Maybe you're using Java's oldest URL parser on your backend,
java.net.URL
, and its getHost
method. It returns github.com
as
you might expect. GitHub happens to be on your allowlist, so you let
it through. But watch what happens in your browser:
http://example.net\@github.com.
If you use Firefox, Chrome, or certain other browsers, you'll end up on
example.net
instead of github.com
.
The result is that an "attacker" can post a link that looks OK to the
server (domain == "github.com"
) but that will go to a disallowed
domain (example.net
) in some major browsers.
Why?
Well, these browsers "helpfully" fix the URL to change backslashes
into regular forward slashes, I suppose because people sometimes
type in URLs and get their forward and back slashes confused.
With the resulting value of http://example.net/@github.com
,
the backslash becomes a path separator and the host is example.net
.
(You might wonder how such a blatant difference can exist. You can read
up on the background of WHATWG and its alternative browser-centric
URL spec,
but for the purposes of understanding this vulnerability it doesn't matter; essentially all
URL libraries have some kind of spec non-compliance. java.net.URL
has some truly bizarre behaviors of its own. The newer java.net.URI
is better and will just throw an exception if given this backslash
URL, but still has some issues. And the same kinds of issues are
present in all standard libraries I'm aware of, not just in Java. Go
read Claroty's report on URL parser
mismatches if you
want to see more. The state of the industry here is an absolute train
wreck.)
So: We have two code locations (one in the server, one in the browser) that use two different parsers, and which will understand some inputs differently. This is a classic parser mismatch.
Now, I mentioned that this turned out to be quite serious in practice. In fact, this exact parser mismatch made David Schütz over $12,000 in bug bounties with Google [1, 2] when one end of the mismatch was in a gatekeeper that had the power to grant access to all sorts of Google internal systems.
Note, also, that Google's solution was to try to make their server try to behave more like a browser, even though browsers vary in their behavior and could change at any time.
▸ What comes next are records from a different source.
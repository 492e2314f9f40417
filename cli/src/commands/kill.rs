//! Kill command - terminate the process on a port.

use std::path::Path;

use anyhow::Result;

use super::{confirm, sweeper};

pub fn run(config: Option<&Path>, port: u16, force: bool, yes: bool) -> Result<bool> {
    let sweeper = sweeper(config)?;

    let Some(target) = sweeper.get_port_info(port)? else {
        eprintln!("Error: No process found on port {}", port);
        return Ok(false);
    };

    if target.is_protected() && !yes {
        println!(
            "Warning: Process \"{}\" is marked as protected",
            target.process_name()
        );
        if !confirm("Continue?")? {
            println!("Cancelled");
            return Ok(true);
        }
    }

    println!(
        "Killing process {} (PID {}) on port {}...",
        target.process_name(),
        target.pid(),
        port
    );

    let outcome = sweeper.terminate_process_detailed(target.pid(), force);
    if outcome.is_success() {
        println!("Successfully killed process on port {}", port);
        Ok(true)
    } else {
        eprintln!("Error: Failed to kill process on port {}: {}", port, outcome);
        Ok(false)
    }
}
Their solution was also incomplete and David managed to bypass it repeatedly, which added up to a rather large bounty in total. (In fact, after his second post, someone else bypassed the latest fix.) In an upcoming post, I'll give some safer, more robust solutions.
Example: Sloppy header splitting
In a previous post I described a vulnerability in Imzy's image
proxy,
an endpoint which was supposed to allow users to embed external images
in their posts without leaking their IP address to the hosting
server. The proxy would fetch the indicated URL and relay the body and
headers back to the browser. There were a number of vulnerabilities
here, but at one point an Imzy developer tried to secure the endpoint
by failing the response if the Content-Type
response header did not
match image/.*
.
My approach to evasion was to have my proof-of-concept exploit page
send a response header of Content-Type: image/foo, text/html
.
Now, in HTTP, there are a number of headers that are considered
multivalued, meaning they can be present multiple times in
the response and can be squashed together into a single header field
by comma-separating their values. Content-Type
is not supposed to
be multi-valued, and is only supposed to contain a single
media-type;
splitting on commas is not only a violation of the spec but would
mangle any quoted-string parameter that happened to contain a
comma. (And an unquoted comma would never be present in a well-formed Content-Type
.)
- The first code location, Imzy's proxy server, understood the header
value of
image/foo, text/html
to be a single value and checked that it started withimage/
. Since it did, the server allowed the response through. - The second code location, my browser, apparently treated the comma
as a value separator for a multivalued header, and it took the last
"value". This would be as if the server had first sent
Content-Type: image/foo
and thenContent-Type: text/html
. My proxied response was therefore treated asContent-Type: text/html
, as the later value took priority, and the exploit ran.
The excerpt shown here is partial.